Alternatively, the Rhyne plaintiffs argued that "property" should be construed broadly so as to include a right to punitive damages. 594 S.E.2d at 11. Their argument, however, was unsuccessful. See id. at 12 ("[A]n entitlement to an award of punitive damages does not represent a right vested in a plaintiff. A plaintiff's recovery of punitive damages is fortuitous, as such damages are assessed solely as a means to punish the willful and wanton actions of defendants ...." (citing Overnite Transp. Co. v. Int'l Bhd. of Teamsters, Chauffeurs, Warehousemen & Helpers of Am., 257 N.C. 18, 125 S.E.2d 277, 286 (1962) ) ).
Plaintiff attempts to distinguish several states—but not North Carolina—that have upheld statutory punitive damages caps from Tennessee (Pl.'s Br. at PageIDs 4621–25, ECF No. 205–1), but the Court does not find these distinctions persuasive. For example, Plaintiff argues that the Alaska Supreme Court's holding in Evans ex rel. Kutch v. State, 56 P.3d 1046 (2002) that the state statutory punitive damages cap was constitutional relied on an equal protection challenge and not a challenge to the right to trial by jury. (Id. at PageIDs 4622–23.) Plaintiff asserts that "[b]ecause Tennessee's constitutional language guaranteeing the right to a jury trial is even stronger than Alaska's," the Court should find the dissent in Evans persuasive. (Id. at PageID 4623.) Plaintiff omits in her quoting of the dissent, however, a noticeable distinction between the damages to which the dissent refers and the punitive damages at issue in the instant case; the quoted language, in full, reads: "Construing constitutional provisions that are textually and historically similar to Alaska's, courts in Kansas, Oregon, Washington, and Alabama have held that non[-]economic damages caps violate a plaintiff's right a jury trial." Evans, 56 P.3d at 1071 (Bryner, J., dissenting). The word "non-economic," which Plaintiff failed to include in her brief, is crucial to this analysis: non-economic damages are a form of compensation related to actual injury, while punitive damages are designed to punish and deter wrongdoing. 2. Comparison with Other Punitive Damages Prohibitions
A Tennessee trial court has similarly held that the Tennessee statutory non-economic damages cap under section 29–39–102 of the Tennessee Code is unconstitutional. (See Clark v.

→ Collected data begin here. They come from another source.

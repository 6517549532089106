//! Cross-validation configuration.

use hydrobias_metrics::MetricsConfig;
use hydrobias_quantile_map::QmConfig;
use serde::{Deserialize, Serialize};

use crate::error::CrossvalError;

/// How years are partitioned into folds.
#[derive(Debug, Clone, Copy, PartialEq, Eq, Default, Serialize, Deserialize)]
#[serde(tag = "scheme", rename_all = "snake_case")]
pub enum SplitScheme {
    /// Each valid year is held out once; all other valid years train.
    #[default]
    Loocv,
    /// A block of `train_years` consecutive valid years trains, the next
    /// `test_years` valid years test; the window advances one year at a time.
    SlidingWindow { train_years: usize, test_years: usize },
}

/// Configuration for [`cross_validate`](crate::cross_validate).
///
/// # Example
///
/// ```
/// use hydrobias_crossval::{CvConfig, SplitScheme};
///
/// let config = CvConfig::new()
///     .with_quantiles(vec![1, 10, 20])
///     .with_scheme(SplitScheme::SlidingWindow { train_years: 5, test_years: 1 });
/// assert!(config.validate().is_ok());
/// ```
#[derive(Debug, Clone, PartialEq)]
pub struct CvConfig {
    quantiles: Vec<usize>,
    min_valid_days: usize,
    scheme: SplitScheme,
    qm: QmConfig,
    metrics: MetricsConfig,
}

impl CvConfig {
    /// Creates a configuration with defaults.
    ///
    /// Defaults: `quantiles = [1, 5, 10, 15, 20]`, `min_valid_days = 90`,
    /// `scheme = Loocv`, default [`QmConfig`] and [`MetricsConfig`].
    pub fn new() -> Self {
        Self {
            quantiles: vec![1, 5, 10, 15, 20],
            min_valid_days: 90,
            scheme: SplitScheme::default(),
            qm: QmConfig::default(),
            metrics: MetricsConfig::default(),
        }
    }

    /// Sets the candidate quantile counts.
    pub fn with_quantiles(mut self, quantiles: Vec<usize>) -> Self {
        self.quantiles = quantiles;
        self
    }

    /// Sets the coverage threshold: a year is valid with more than this many days.
    pub fn with_min_valid_days(mut self, days: usize) -> Self {
        self.min_valid_days = days;
        self
    }

    /// Sets the split scheme.
    pub fn with_scheme(mut self, scheme: SplitScheme) -> Self {
        self.scheme = scheme;
        self
    }

    /// Sets the DQM template; its quantile count is replaced per grid cell.
    pub fn with_qm(mut self, qm: QmConfig) -> Self {
        self.qm = qm;
        self
    }

    /// Sets the metric evaluation configuration.
    pub fn with_metrics(mut self, metrics: MetricsConfig) -> Self {
        self.metrics = metrics;
        self
    }

    pub fn quantiles(&self) -> &[usize] {
        &self.quantiles
    }

    pub fn min_valid_days(&self) -> usize {
        self.min_valid_days
    }

    pub fn scheme(&self) -> SplitScheme {
        self.scheme
    }

    pub fn qm(&self) -> &QmConfig {
        &self.qm
    }

    pub fn metrics(&self) -> &MetricsConfig {
        &self.metrics
    }

    /// Validates this configuration and the nested ones.
    pub fn validate(&self) -> Result<(), CrossvalError> {
        if self.quantiles.is_empty() {
            return Err(CrossvalError::InvalidConfig {
                reason: "at least one quantile count is required".to_string(),
            });
        }
        if let Some(q) = self.quantiles.iter().find(|&&q| q == 0) {
            return Err(CrossvalError::InvalidConfig {
                reason: format!("quantile counts must be >= 1, got {q}"),
            });
        }
        if let SplitScheme::SlidingWindow {
            train_years,
            test_years,
        } = self.scheme
            && (train_years == 0 || test_years == 0)
        {
            return Err(CrossvalError::InvalidConfig {
                reason: format!(
                    "sliding window needs train_years and test_years >= 1, got {train_years} and {test_years}"
                ),
            });
        }
        self.qm.validate()?;
        self.metrics.validate()?;
        Ok(())
    }
}

impl Default for CvConfig {
    fn default() -> Self {
        Self::new()
    }
}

Cain, No. 12–C1147, 2015 WL 1137546 (Cir. Ct. Hamilton Cnty. Mar. 9, 2015) (mem. op.), ECF No. 168–1.) On appeal, the Tennessee Supreme Court found that "the issue of the constitutionality of that cap [was] not ripe for determination ...." Clark v. Cain, 479 S.W.3d 830, 832 (Tenn. 2015).

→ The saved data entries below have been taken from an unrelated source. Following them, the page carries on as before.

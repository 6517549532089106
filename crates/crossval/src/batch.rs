//! Parallel cross-validation over many gauges.

use hydrobias_series::{AlignConfig, Observation, SimulatedValue, align};
use rayon::prelude::*;
use tracing::{info_span, warn};

use crate::config::CvConfig;
use crate::crossval::{GaugeReport, GaugeStatus, cross_validate};

/// Raw inputs of one gauge, owned so a worker can consume them.
#[derive(Debug, Clone)]
pub struct GaugeInput {
    pub gauge_id: u32,
    pub observations: Vec<Observation>,
    pub simulations: Vec<SimulatedValue>,
}

/// Aligns and cross-validates one gauge. Never fails: problems become a status.
pub fn run_gauge(input: GaugeInput, align_config: &AlignConfig, cv: &CvConfig) -> GaugeReport {
    let _span = info_span!("gauge", gauge_id = input.gauge_id).entered();
    match align(&input.observations, &input.simulations, align_config) {
        Ok(series) => cross_validate(input.gauge_id, &series, cv),
        Err(e) => {
            warn!(gauge_id = input.gauge_id, error = %e, "input rejected");
            GaugeReport::without_rows(
                input.gauge_id,
                GaugeStatus::Failed {
                    reason: e.to_string(),
                },
            )
        }
    }
}

/// Cross-validates every gauge on the rayon pool.
///
/// Reports are returned in input order, one per gauge, whatever the outcome.
pub fn run_batch(
    inputs: Vec<GaugeInput>,
    align_config: &AlignConfig,
    cv: &CvConfig,
) -> Vec<GaugeReport> {
    inputs
        .into_par_iter()
        .map(|input| run_gauge(input, align_config, cv))
        .collect()
}

#[cfg(test)]
mod tests {
    use super::*;
    use chrono::NaiveDate;

    fn input(gauge_id: u32, years: &[i32], negative: bool) -> GaugeInput {
        let mut observations = Vec::new();
        let mut simulations = Vec::new();
        for &y in years {
            let start = NaiveDate::from_ymd_opt(y, 5, 1).unwrap();
            for (i, d) in start.iter_days().take(120).enumerate() {
                let q = 3.0 + (i % 11) as f64;
                observations.push(Observation::new(d, Some(if negative { -q } else { q })));
                let stamp = d.succ_opt().unwrap().and_hms_opt(6, 0, 0).unwrap();
                simulations.push(SimulatedValue::new(stamp, q * 1.2));
            }
        }
        GaugeInput {
            gauge_id,
            observations,
            simulations,
        }
    }

    #[test]
    fn batch_keeps_order_and_isolates_failures() {
        let inputs = vec![
            input(10, &[2000, 2001, 2002], false),
            input(11, &[], false),
            input(12, &[2000], false),
            input(13, &[2000, 2001], true),
        ];
        let cv = CvConfig::new().with_quantiles(vec![1, 5]);
        let reports = run_batch(inputs, &AlignConfig::new(), &cv);

        let ids: Vec<u32> = reports.iter().map(|r| r.gauge_id).collect();
        assert_eq!(ids, vec![10, 11, 12, 13]);
        assert_eq!(reports[0].status, GaugeStatus::Completed { rows: 9 });
        assert_eq!(reports[1].status, GaugeStatus::NoData);
        assert_eq!(reports[2].status, GaugeStatus::InsufficientData);
        assert!(matches!(reports[3].status, GaugeStatus::Failed { .. }));
    }
}
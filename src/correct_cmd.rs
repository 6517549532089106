//! Correct command: apply stored models to the full simulated record.

use std::path::Path;

use anyhow::{Context, Result, bail};
use tracing::{info, info_span, warn};

use hydrobias_crossval::{CorrectionConfig, correct_series};
use hydrobias_io::{ModelStore, ReaderConfig, gauge_path, read_simulations, write_corrected_csv};
use hydrobias_series::{AlignConfig, prepare_simulation};

use crate::cli::CorrectArgs;
use crate::config::HydrobiasConfig;
use crate::convert;

/// Corrects one gauge and writes `<output_dir>/<gauge_id>.csv`.
///
/// Returns the number of days written and how many in-season days were left
/// uncorrected.
fn correct_gauge(
    gauge_id: u32,
    config: &HydrobiasConfig,
    store: &ModelStore,
    reader_cfg: &ReaderConfig,
    align_cfg: &AlignConfig,
    correction_cfg: &CorrectionConfig,
    output_dir: &Path,
) -> Result<(usize, usize)> {
    let model = store.load(gauge_id).context("failed to load model")?;

    let sim_path = gauge_path(&config.io.sim_dir, gauge_id);
    let samples = read_simulations(&sim_path, reader_cfg)
        .with_context(|| format!("failed to read {}", sim_path.display()))?;
    let daily = prepare_simulation(&samples, align_cfg.sim_day_offset());

    let corrected = correct_series(&model, &daily, correction_cfg).context("correction failed")?;

    let out = gauge_path(output_dir, gauge_id);
    write_corrected_csv(&out, &corrected.values)
        .with_context(|| format!("failed to write {}", out.display()))?;
    Ok((corrected.values.len(), corrected.n_fallback))
}

/// Correct every configured gauge with its stored model.
pub fn run(args: CorrectArgs) -> Result<()> {
    let _cmd = info_span!("correct").entered();
    let config = HydrobiasConfig::load(&args.config)?;

    let reader_cfg = convert::build_reader_config(&config.io)?;
    let align_cfg = convert::build_align_config(&config.align)?;
    let correction_cfg = convert::build_correction_config(&config.correction)?;
    let store = ModelStore::new(config.io.models_dir.clone());
    let output_dir = args
        .output
        .unwrap_or_else(|| config.io.corrected_dir.clone());
    std::fs::create_dir_all(&output_dir)
        .with_context(|| format!("failed to create output dir: {}", output_dir.display()))?;

    let mut n_corrected = 0usize;
    let mut n_failed = 0usize;
    for gauge in config.selected_gauges(&args.gauges) {
        let _gauge = info_span!("gauge", gauge_id = gauge.id).entered();
        if gauge.quantiles.is_none() {
            warn!(gauge_id = gauge.id, "no quantile count configured, skipping");
            continue;
        }

        match correct_gauge(
            gauge.id,
            &config,
            &store,
            &reader_cfg,
            &align_cfg,
            &correction_cfg,
            &output_dir,
        ) {
            Ok((n_days, n_fallback)) => {
                info!(gauge_id = gauge.id, n_days, n_fallback, "corrected series written");
                if n_fallback > 0 {
                    println!(
                        "{}: {n_days} days written ({n_fallback} in-season days uncorrected)",
                        gauge.label()
                    );
                } else {
                    println!("{}: {n_days} days corrected", gauge.label());
                }
                n_corrected += 1;
            }
            Err(e) => {
                let reason = format!("{e:#}");
                warn!(gauge_id = gauge.id, error = %reason, "gauge not corrected");
                println!("{}: failed: {reason}", gauge.label());
                n_failed += 1;
            }
        }
    }

    if n_corrected == 0 && n_failed > 0 {
        bail!("no gauge could be corrected");
    }
    info!(n_corrected, n_failed, dir = %output_dir.display(), "correction finished");
    Ok(())
}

Defendant asserts that outright federal and state statutory prohibitions on punitive damages in civil suits in which a municipality is a defendant are constitutional, and thus this Court should also find section 29–39–104 constitutional. (See Def.'s Br. at PageIDs 4352–53 & n.10, ECF No. 203–1 (citing Alexander v. Beale St. Blues Co., 108 F.Supp.2d 934, 951 (W.D. Tenn. 1999) ).) Such prohibitions on punitive damages recovery from municipal or local governments are a matter of public policy. See, e.g., Tipton Cty. Bd. of Educ. v. Dennis, 561 S.W.2d 148, 152 (Tenn. 1978). The Court's role is not to inquire into the relative wisdom of the legislature's policy priorities or its pronouncements but rather to interpret and apply the law. Richardson v. Young, 122 Tenn. 471, 125 S.W. 664, 668 (1910) ("[T]he legislative power is the authority to make, order, and repeal, the executive, that to administer and enforce, and the judicial, that to interpret and apply, laws."); see also infra Part III.B.3. As such, the Court recognizes and considers the fact that other laws constitutionally prevent recovery of punitive damages in Tennessee.
c. Conclusion
Tennessee authority and authority from other states demonstrate that the Tennessee statutory punitive damages caps are valid. They do not inhibit a jury's fact-finding role, as guaranteed by the state constitution, nor do they inhibit the jury's ability to determine an appropriate amount of punitive damages in light of the facts of the given case. Rather, the statutory punitive damages caps, applied after any jury determination has concluded, are independent of the right to trial by jury in Tennessee. Further, there exists no right to any specific remedy, including punitive damages. Thus, the Court finds that the statutory punitive damages caps do not violate Plaintiff's right to trial by jury.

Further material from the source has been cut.